Architects in ancient lands, like Greece, Rome, China, and Egypt, experimented with form and balance. They discovered that the human eye likes patterns and architectural features that are symmetrical. That’s why a row of pillars or arches is pleasing to the eye.
Photographers can also use symmetry as a powerful tool to create dramatic and impactful images. This week, we’re going to explore several types of symmetry as a tool for composing your images.
Vertical symmetry is one way to achieve balance in your photos and create visually-pleasing images. In the capture below, the path divides the image into two equal parts. If you draw a line down the center of the image, both the left and right side seem to be identical. Even though the left and right side of the photo aren’t exactly the same, they are similar enough that the image looks balanced and symmetrical. The eye will linger longer on images that seem in balance.
Here’s another example. In this next photo I played with the idea of vertical symmetry. Both the painter Velasquez and I place our subjects in the center of the frame. This creates symmetry.
This next photo also uses vertical symmetry to draw the viewer’s eyes to the beach in the middle of the photo. The two rocky cliffs seem to mirror each other.
When you use horizontal symmetry, the top and bottom of an image mirror each other. Reflections are a great example of horizontal symmetry. In this photo, you can see the town of Portsmouth and the sky mirrored in the middle section.
You can also see horizontal symmetry in architecture:
Radial symmetry is all about circles. In this image, the flower petals fan out from a center circle. Other examples of radial symmetry are spokes on a wheel, or ripples of water making concentric circles.
Here’s an example radial symmetry in architecture:
This week, we invite you to explore Symmetry as a way to create dramatic and impactful images. Show us your images that use vertical, horizontal and/or radial symmetry. As always, we are looking forward to seeing your creative responses. In your post, include a link to my original post and use the Lens-Artists tag so that everyone can find your post in the WP Reader.
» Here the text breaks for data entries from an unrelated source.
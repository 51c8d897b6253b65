/**
 * Telemetry frame parsing
 *
 * The inertial board prints one block per sample:
 *
 *   time: 12345 ms
 *   accel_x: 0.123, accel_y: 0.456, accel_z: 9.810
 *   gyro_x: 0.001, gyro_y: 0.002, gyro_z: 0.003
 *   temp_c: 25.50
 *   ---
 *
 * Lines are fed one at a time into a FrameAssembler. A sample is only
 * produced at the sentinel, and only if every field was seen since the
 * frame was opened.
 */

use crate::error::{Error, Result};

pub const FRAME_SENTINEL: &str = "---";

/// Longest line the reader keeps before discarding it as noise
pub const MAX_LINE_LEN: usize = 256;

#[derive(Debug, Clone, Copy, Default, PartialEq)]
pub struct Vector3 {
    pub x: f32,
    pub y: f32,
    pub z: f32,
}

/// One complete telemetry block
#[derive(Debug, Clone, Copy, Default, PartialEq)]
pub struct InertialSample {
    /// Board-side millisecond counter
    pub timestamp_ms: u64,
    pub accel: Vector3, //m/s²
    pub gyro: Vector3,  //rad/s
    pub temperature: f32, //°C
}

/// A single recognised telemetry line
#[derive(Debug, Clone, Copy, PartialEq)]
pub enum TelemetryLine {
    Time(u64),
    Accel(Vector3),
    Gyro(Vector3),
    Temperature(f32),
    Sentinel,
}

impl TelemetryLine {
    /// Parse one line (without its newline). Unrecognised or malformed lines
    /// are errors; the caller skips them.
    pub fn parse(line: &str) -> Result<Self> {
        let line = line.trim();
        if line == FRAME_SENTINEL {
            return Ok(TelemetryLine::Sentinel);
        }

        let (key, _) = line
            .split_once(':')
            .ok_or_else(|| Error::Telemetry(format!("no key in line {:?}", line)))?;

        match key.trim() {
            "time" => {
                let value = field_value(line, "time")?;
                let value = value.trim_end_matches("ms").trim();
                value
                    .parse::<u64>()
                    .map(TelemetryLine::Time)
                    .map_err(|_| Error::Telemetry(format!("bad time value {:?}", value)))
            }
            "accel_x" => parse_triple(line, ["accel_x", "accel_y", "accel_z"]).map(TelemetryLine::Accel),
            "gyro_x" => parse_triple(line, ["gyro_x", "gyro_y", "gyro_z"]).map(TelemetryLine::Gyro),
            "temp_c" => parse_number(field_value(line, "temp_c")?).map(TelemetryLine::Temperature),
            other => Err(Error::Telemetry(format!("unknown key {:?}", other))),
        }
    }
}

//value of a single `key: value` line
fn field_value<'a>(line: &'a str, key: &str) -> Result<&'a str> {
    let (k, v) = line
        .split_once(':')
        .ok_or_else(|| Error::Telemetry(format!("missing {}", key)))?;
    if k.trim() != key {
        return Err(Error::Telemetry(format!("expected {}, got {:?}", key, k.trim())));
    }
    Ok(v.trim())
}

fn parse_number(value: &str) -> Result<f32> {
    let value = value.trim();
    match value.parse::<f32>() {
        Ok(v) if v.is_finite() => Ok(v),
        _ => Err(Error::Telemetry(format!("bad number {:?}", value))),
    }
}

//`a: 1, b: 2, c: 3` with keys in this exact order
fn parse_triple(line: &str, keys: [&str; 3]) -> Result<Vector3> {
    let mut parts = line.split(',');
    let mut values = [0.0f32; 3];

    for (slot, key) in values.iter_mut().zip(keys) {
        let part = parts
            .next()
            .ok_or_else(|| Error::Telemetry(format!("missing {}", key)))?;
        *slot = parse_number(field_value(part, key)?)?;
    }

    if parts.next().is_some() {
        return Err(Error::Telemetry(format!("trailing fields in {:?}", line)));
    }

    Ok(Vector3 {
        x: values[0],
        y: values[1],
        z: values[2],
    })
}

/// Fields observed since the frame was opened
#[derive(Debug, Default)]
struct PartialSample {
    timestamp_ms: Option<u64>,
    accel: Option<Vector3>,
    gyro: Option<Vector3>,
    temperature: Option<f32>,
}

impl PartialSample {
    fn is_empty(&self) -> bool {
        self.timestamp_ms.is_none()
            && self.accel.is_none()
            && self.gyro.is_none()
            && self.temperature.is_none()
    }

    /// Complete only when every field is present
    fn complete(&self) -> Option<InertialSample> {
        Some(InertialSample {
            timestamp_ms: self.timestamp_ms?,
            accel: self.accel?,
            gyro: self.gyro?,
            temperature: self.temperature?,
        })
    }
}

/// Outcome of feeding one line
#[derive(Debug, Clone, Copy, PartialEq)]
pub enum FrameEvent {
    /// Line absorbed, frame still open
    Pending,
    /// Sentinel reached with every field present
    Complete(InertialSample),
    /// Sentinel reached (or frame restarted) with fields missing
    Discarded,
}

/// Accumulates telemetry lines into complete samples
#[derive(Debug, Default)]
pub struct FrameAssembler {
    scratch: PartialSample,
}

impl FrameAssembler {
    pub fn new() -> Self {
        Self::default()
    }

    /// Feed one raw line. Malformed lines are returned as errors and leave
    /// the open frame untouched.
    pub fn feed(&mut self, line: &str) -> Result<FrameEvent> {
        let parsed = TelemetryLine::parse(line)?;
        Ok(self.apply(parsed))
    }

    pub fn apply(&mut self, line: TelemetryLine) -> FrameEvent {
        match line {
            TelemetryLine::Time(t) => {
                //a time line opens a new frame; leftovers of a frame whose
                //sentinel was lost must not leak into this one
                let restarted = !self.scratch.is_empty();
                self.scratch = PartialSample {
                    timestamp_ms: Some(t),
                    ..PartialSample::default()
                };
                if restarted {
                    return FrameEvent::Discarded;
                }
            }
            TelemetryLine::Accel(v) => self.scratch.accel = Some(v),
            TelemetryLine::Gyro(v) => self.scratch.gyro = Some(v),
            TelemetryLine::Temperature(t) => self.scratch.temperature = Some(t),
            TelemetryLine::Sentinel => {
                let scratch = std::mem::take(&mut self.scratch);
                return match scratch.complete() {
                    Some(sample) => FrameEvent::Complete(sample),
                    None => FrameEvent::Discarded,
                };
            }
        }
        FrameEvent::Pending
    }
}

/// Splits a byte stream into text lines
#[derive(Debug, Default)]
pub struct LineBuffer {
    pending: Vec<u8>,
}

impl LineBuffer {
    pub fn new() -> Self {
        Self::default()
    }

    /// Append bytes and return every line they complete, without the
    /// terminator. Invalid UTF-8 is replaced, over-long lines are dropped.
    pub fn push(&mut self, data: &[u8]) -> Vec<String> {
        let mut lines = Vec::new();
        for &byte in data {
            match byte {
                b'\n' => {
                    let line = String::from_utf8_lossy(&self.pending)
                        .trim_end_matches('\r')
                        .to_string();
                    self.pending.clear();
                    if !line.trim().is_empty() {
                        lines.push(line);
                    }
                }
                _ if self.pending.len() >= MAX_LINE_LEN => {
                    log::debug!("Dropping over-long telemetry line");
                    self.pending.clear();
                }
                _ => self.pending.push(byte),
            }
        }
        lines
    }
}

#[cfg(test)]
mod tests {
    use super::*;

    fn feed_all(assembler: &mut FrameAssembler, lines: &[&str]) -> Vec<FrameEvent> {
        lines
            .iter()
            .filter_map(|l| assembler.feed(l).ok())
            .collect()
    }

    #[test]
    fn test_parse_lines() {
        assert_eq!(TelemetryLine::parse("time: 12345 ms").unwrap(), TelemetryLine::Time(12345));
        assert_eq!(
            TelemetryLine::parse("accel_x: 0.123, accel_y: -0.456, accel_z: 9.810").unwrap(),
            TelemetryLine::Accel(Vector3 { x: 0.123, y: -0.456, z: 9.81 })
        );
        assert_eq!(
            TelemetryLine::parse("gyro_x:-1,gyro_y:2.5,gyro_z:-.25").unwrap(),
            TelemetryLine::Gyro(Vector3 { x: -1.0, y: 2.5, z: -0.25 })
        );
        assert_eq!(TelemetryLine::parse("temp_c: 25.50").unwrap(), TelemetryLine::Temperature(25.5));
        assert_eq!(TelemetryLine::parse(" --- ").unwrap(), TelemetryLine::Sentinel);
    }

    #[test]
    fn test_parse_rejects_malformed() {
        assert!(TelemetryLine::parse("hello").is_err());
        assert!(TelemetryLine::parse("time: soon ms").is_err());
        assert!(TelemetryLine::parse("accel_x: 1.0, accel_y: 2.0").is_err());
        assert!(TelemetryLine::parse("gyro_x: 1, gyro_z: 2, gyro_y: 3").is_err());
        assert!(TelemetryLine::parse("gyro_x: 1, gyro_y: 2, gyro_z: nan").is_err());
        assert!(TelemetryLine::parse("mag_x: 1").is_err());
    }

    #[test]
    fn test_complete_frame() {
        let mut assembler = FrameAssembler::new();
        let events = feed_all(
            &mut assembler,
            &[
                "time: 100 ms",
                "accel_x: 0.1, accel_y: 0.2, accel_z: 9.8",
                "gyro_x: 0.0, gyro_y: 0.0, gyro_z: 0.05",
                "temp_c: 30.0",
                "---",
            ],
        );
        let last = events.last().copied().unwrap();
        match last {
            FrameEvent::Complete(sample) => {
                assert_eq!(sample.timestamp_ms, 100);
                assert_eq!(sample.gyro.z, 0.05);
                assert_eq!(sample.temperature, 30.0);
            }
            other => panic!("expected complete frame, got {:?}", other),
        }
    }

    #[test]
    fn test_truncated_frame_discarded() {
        let mut assembler = FrameAssembler::new();
        let events = feed_all(
            &mut assembler,
            &["time: 100 ms", "gyro_x: 0, gyro_y: 0, gyro_z: 1", "---"],
        );
        assert_eq!(events.last(), Some(&FrameEvent::Discarded));

        //accumulation restarts cleanly after a discard
        let events = feed_all(
            &mut assembler,
            &["accel_x: 0, accel_y: 0, accel_z: 0", "temp_c: 20", "---"],
        );
        assert_eq!(events.last(), Some(&FrameEvent::Discarded));
    }

    #[test]
    fn test_time_line_restarts_frame() {
        let mut assembler = FrameAssembler::new();
        let events = feed_all(
            &mut assembler,
            &[
                "time: 1 ms",
                "accel_x: 0, accel_y: 0, accel_z: 0",
                "gyro_x: 0, gyro_y: 0, gyro_z: 9",
                //sentinel lost here
                "time: 2 ms",
                "accel_x: 1, accel_y: 1, accel_z: 1",
                "temp_c: 21",
                "---",
            ],
        );
        assert!(events.contains(&FrameEvent::Discarded));
        //gyro of the first frame must not complete the second
        assert_eq!(events.last(), Some(&FrameEvent::Discarded));
    }

    #[test]
    fn test_malformed_line_keeps_frame() {
        let mut assembler = FrameAssembler::new();
        assembler.feed("time: 5 ms").unwrap();
        assert!(assembler.feed("accel_x: garbage").is_err());
        assembler.feed("accel_x: 0, accel_y: 0, accel_z: 0").unwrap();
        assembler.feed("gyro_x: 0, gyro_y: 0, gyro_z: 0").unwrap();
        assembler.feed("temp_c: 20").unwrap();
        assert!(matches!(assembler.feed("---").unwrap(), FrameEvent::Complete(_)));
    }

    #[test]
    fn test_line_buffer_splits_chunks() {
        let mut lines = LineBuffer::new();
        assert!(lines.push(b"time: 1").is_empty());
        assert_eq!(lines.push(b"0 ms\r\n---\n\n"), vec!["time: 10 ms".to_string(), "---".to_string()]);
    }

    #[test]
    fn test_line_buffer_drops_overlong() {
        let mut lines = LineBuffer::new();
        let noise = vec![b'x'; MAX_LINE_LEN + 10];
        lines.push(&noise);
        let out = lines.push(b"\n---\n");
        assert_eq!(out.last().map(String::as_str), Some("---"));
        assert!(out.iter().all(|l| l.len() <= MAX_LINE_LEN));
    }
}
Last week, many of you joined in Tina’s wonderful “Inspiration” challenge and shared images and thoughts and poems, which were, quite frankly, very inspiring! As always, the diversity and range of your responses were wonderful. You highlighted a wide variety of inspiring people (like family members and Ruth Bader Ginsburg), as well as places (like the Pacific Ocean and national parks), fossils, architecture, nature, dogs and cats, and activities (like walking and taking photographs)…to name a few.
Have You Seen These?
- Ken Humphreys of Pictures Without Film describes how nature inspires him and shares a beautiful panorama of a section of the pilgrimage route to Margam Abbey in Wales
- Maria of Sagittarius Viking shows us how her daughter inspires and delights her as they explore nature together.
- Philo of Philosophy Through Photography finds inspiration in the butterfly.
- Elizabeth of Elizabatz Gallery shows us her creative projects inspired by fossils.
A special thanks to all of you in our creative community for your continued participation, support, enthusiasm, and creativity. You always inspire us! Looking ahead, Amy will be leading our next LAPC #117 on Saturday, October 3, 2020, so don’t forget to stop by her site and join the fun.
Until then, I hope you have a wonderful, creative week and stay safe.